Somy then asks the chief minister of West Bengal, Mamta Banerjee, what she is doing about it. She said, “She is a joke, not to mention an accessory to the crime. Staying silent and doing nothing while one has awareness is the worst crime in my book. How many more protests will it take to put an end to this? How many more placards do we need stating ‘We want justice’ till we actually attain justice?”   

She also stressed that she has been saying this for years: that there should be some grave punishment for people who commit such heinous crimes. “It’s the same drum I have been beating again and again before it becomes hollow, and nothing will change without real change. With corruption and a significant lack of consequences, nothing will change. Call it chai pani or bribery, it must end. And at this point in time I haven’t seen anything that brings me hope,” she said.   

“Corruption, moral compass, bribery, lack of law and order, and law enforcement taking money wrapped in the same newspaper that tells the story of the doctor being raped will change nothing. It’s disgraceful. Are there really no good people left in the world or within the Mumbai Police and its political system? What is going on? This is a very old and deep-rooted corruption issue that can’t be resolved via posts and posters,” she added.   Somy continued that she is not disrespecting the protesters or the people posting on their social media; rather, she is commending their efforts. However, she added, “I am trying to say more has to be done. The question is for politicians and law enforcement agencies to understand what that’more’ is and whether the money folded in the rape story newspapers carries more weight than the burden of proof to arrest the perpetrators.”   

Somy’s No More Tears recently achieved the big milestone of rescuing 50,000 people of all genders from abuse and human trafficking. Sharing her experience of meeting those victims, she said, “1 in 5 women are raped at some point in their lives. I deal with children, both boys and girls, plus young adult women who are rape victims, and at least 12–15 cases in one month. To say the scars never go away is an understatement. And I am talking about emotional scars. Surprisingly, I have found the children under the age of ten to heal faster and display more resilience than the young adults.”   “As a rape survivor myself at age 14, I can relate, and my sharing that with them not only helps build a connection of trust, but it is a necessity so they know I am completely in the same place with them psychologically. Rape victims don’t heal as quickly as domestic violence victims.
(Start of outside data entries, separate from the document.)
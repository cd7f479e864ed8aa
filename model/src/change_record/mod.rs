use crate::attribute::Item;
use anyhow::anyhow;
use serde::{Deserialize, Serialize};
use std::{
    fmt::{self, Display, Formatter},
    str::FromStr,
};

/// Kind of mutation recorded in the change log.
#[derive(Deserialize, Debug, Serialize, Clone, Copy, PartialEq, Eq)]
#[serde(rename_all = "SCREAMING_SNAKE_CASE")]
pub enum EventKind {
    Insert,
    Modify,
    Remove,
}

impl EventKind {
    pub fn as_str(&self) -> &'static str {
        match self {
            EventKind::Insert => "INSERT",
            EventKind::Modify => "MODIFY",
            EventKind::Remove => "REMOVE",
        }
    }

    /// The write the mirror has to apply for this kind of change.
    pub fn action(&self) -> Action {
        match self {
            EventKind::Insert => Action::Insert,
            EventKind::Modify => Action::Update,
            EventKind::Remove => Action::Delete,
        }
    }
}

impl Display for EventKind {
    fn fmt(&self, f: &mut Formatter<'_>) -> fmt::Result {
        write!(f, "{}", self.as_str())
    }
}

impl FromStr for EventKind {
    type Err = anyhow::Error;

    fn from_str(s: &str) -> Result<Self, Self::Err> {
        match s {
            "INSERT" => Ok(EventKind::Insert),
            "MODIFY" => Ok(EventKind::Modify),
            "REMOVE" => Ok(EventKind::Remove),
            other => Err(anyhow!("Not supported EventKind variant: {other}")),
        }
    }
}

#[derive(Deserialize, Debug, Serialize, Clone, Copy, PartialEq, Eq)]
#[serde(rename_all = "SCREAMING_SNAKE_CASE")]
pub enum Action {
    Insert,
    Update,
    Delete,
}

impl Action {
    pub fn as_str(&self) -> &'static str {
        match self {
            Action::Insert => "INSERT",
            Action::Update => "UPDATE",
            Action::Delete => "DELETE",
        }
    }
}

impl Display for Action {
    fn fmt(&self, f: &mut Formatter<'_>) -> fmt::Result {
        write!(f, "{}", self.as_str())
    }
}

/// One row-level mutation read from a shard.
///
/// `event_kind` keeps the raw event name: kinds the relay does not forward are skipped when
/// the payload is built, not rejected while the batch is parsed.
#[derive(Debug, Clone, PartialEq)]
pub struct ChangeRecord {
    pub event_id: String,
    pub sequence_number: String,
    pub source_table: String,
    pub event_kind: String,
    pub new_image: Option<Item>,
    pub old_image: Option<Item>,
}

impl ChangeRecord {
    pub fn kind(&self) -> Option<EventKind> {
        self.event_kind.parse().ok()
    }
}

#[cfg(test)]
mod tests {
    use super::{Action, ChangeRecord, EventKind};
    use rstest::rstest;

    #[rstest]
    #[case(EventKind::Insert, Action::Insert)]
    #[case(EventKind::Modify, Action::Update)]
    #[case(EventKind::Remove, Action::Delete)]
    fn event_kinds_map_to_actions(#[case] kind: EventKind, #[case] action: Action) {
        assert_eq!(action, kind.action());
    }

    #[rstest]
    #[case("INSERT", Some(EventKind::Insert))]
    #[case("MODIFY", Some(EventKind::Modify))]
    #[case("REMOVE", Some(EventKind::Remove))]
    #[case("insert", None)]
    #[case("TTL_EXPIRE", None)]
    #[case("", None)]
    fn only_exact_event_names_are_supported(
        #[case] event_name: &str,
        #[case] expected: Option<EventKind>,
    ) {
        let record = ChangeRecord {
            event_id: "1".to_owned(),
            sequence_number: "100".to_owned(),
            source_table: "visitors".to_owned(),
            event_kind: event_name.to_owned(),
            new_image: None,
            old_image: None,
        };

        assert_eq!(expected, record.kind());
    }

    #[test]
    fn actions_serialize_in_upper_case() {
        assert_eq!(
            "\"UPDATE\"",
            serde_json::to_string(&Action::Update).unwrap()
        );
    }
}
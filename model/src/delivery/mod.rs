use serde::{Deserialize, Serialize};
use serde_json::Value;

/// Result of forwarding one change to the webhook.
#[derive(Deserialize, Debug, Serialize, Clone, PartialEq)]
#[serde(rename_all = "camelCase")]
pub struct DeliveryOutcome {
    pub event_id: String,
    pub success: bool,
    /// Body returned by the webhook, when it answered with JSON.
    #[serde(default, skip_serializing_if = "Option::is_none")]
    pub response: Option<Value>,
    #[serde(default, skip_serializing_if = "Option::is_none")]
    pub error: Option<String>,
}

impl DeliveryOutcome {
    pub fn delivered(event_id: String, response: Option<Value>) -> Self {
        Self {
            event_id,
            success: true,
            response,
            error: None,
        }
    }

    pub fn failed(event_id: String, error: String) -> Self {
        Self {
            event_id,
            success: false,
            response: None,
            error: Some(error),
        }
    }
}

/// Aggregate of one invocation. Outcomes keep the order records arrived in.
#[derive(Deserialize, Debug, Serialize, Clone, PartialEq, Default)]
#[serde(rename_all = "camelCase")]
pub struct BatchResult {
    pub processed_count: usize,
    pub failed_count: usize,
    pub results: Vec<DeliveryOutcome>,
}

impl BatchResult {
    pub fn record(&mut self, outcome: DeliveryOutcome) {
        if outcome.success {
            self.processed_count += 1;
        } else {
            self.failed_count += 1;
        }
        self.results.push(outcome);
    }

    /// True when at least one record was attempted and none of them made it.
    pub fn all_failed(&self) -> bool {
        self.failed_count > 0 && self.processed_count == 0
    }
}

#[cfg(test)]
mod tests {
    use super::{BatchResult, DeliveryOutcome};
    use serde_json::json;

    #[test]
    fn counts_follow_recorded_outcomes() {
        let mut result = BatchResult::default();
        result.record(DeliveryOutcome::delivered("a".to_owned(), None));
        result.record(DeliveryOutcome::failed("b".to_owned(), "boom".to_owned()));
        result.record(DeliveryOutcome::delivered("c".to_owned(), Some(json!({ "ok": true }))));

        assert_eq!(2, result.processed_count);
        assert_eq!(1, result.failed_count);
        assert_eq!(
            vec!["a", "b", "c"],
            result
                .results
                .iter()
                .map(|o| o.event_id.as_str())
                .collect::<Vec<_>>()
        );
        assert!(!result.all_failed());
    }

    #[test]
    fn empty_batch_is_not_a_total_failure() {
        assert!(!BatchResult::default().all_failed());
    }

    #[test]
    fn only_failures_is_a_total_failure() {
        let mut result = BatchResult::default();
        result.record(DeliveryOutcome::failed("a".to_owned(), "boom".to_owned()));

        assert!(result.all_failed());
    }

    #[test]
    fn serializes_with_camel_case_counts() {
        let mut result = BatchResult::default();
        result.record(DeliveryOutcome::failed("a".to_owned(), "boom".to_owned()));

        assert_eq!(
            json!({
                "processedCount": 0,
                "failedCount": 1,
                "results": [{ "eventId": "a", "success": false, "error": "boom" }]
            }),
            serde_json::to_value(result).unwrap()
        );
    }
}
That’s what I have seen in 17 years of running NMT. Those scars last forever, but my priority is to get them to a level where they are at least learning to live with the trauma, similar to how I have managed to do so. Dwelling on it forever will not help, but that’s a very harsh sentence for me to say to a new rape victim. It takes months and at times a year of therapy before I can get them remotely close to where they were prior to the rape,” she added.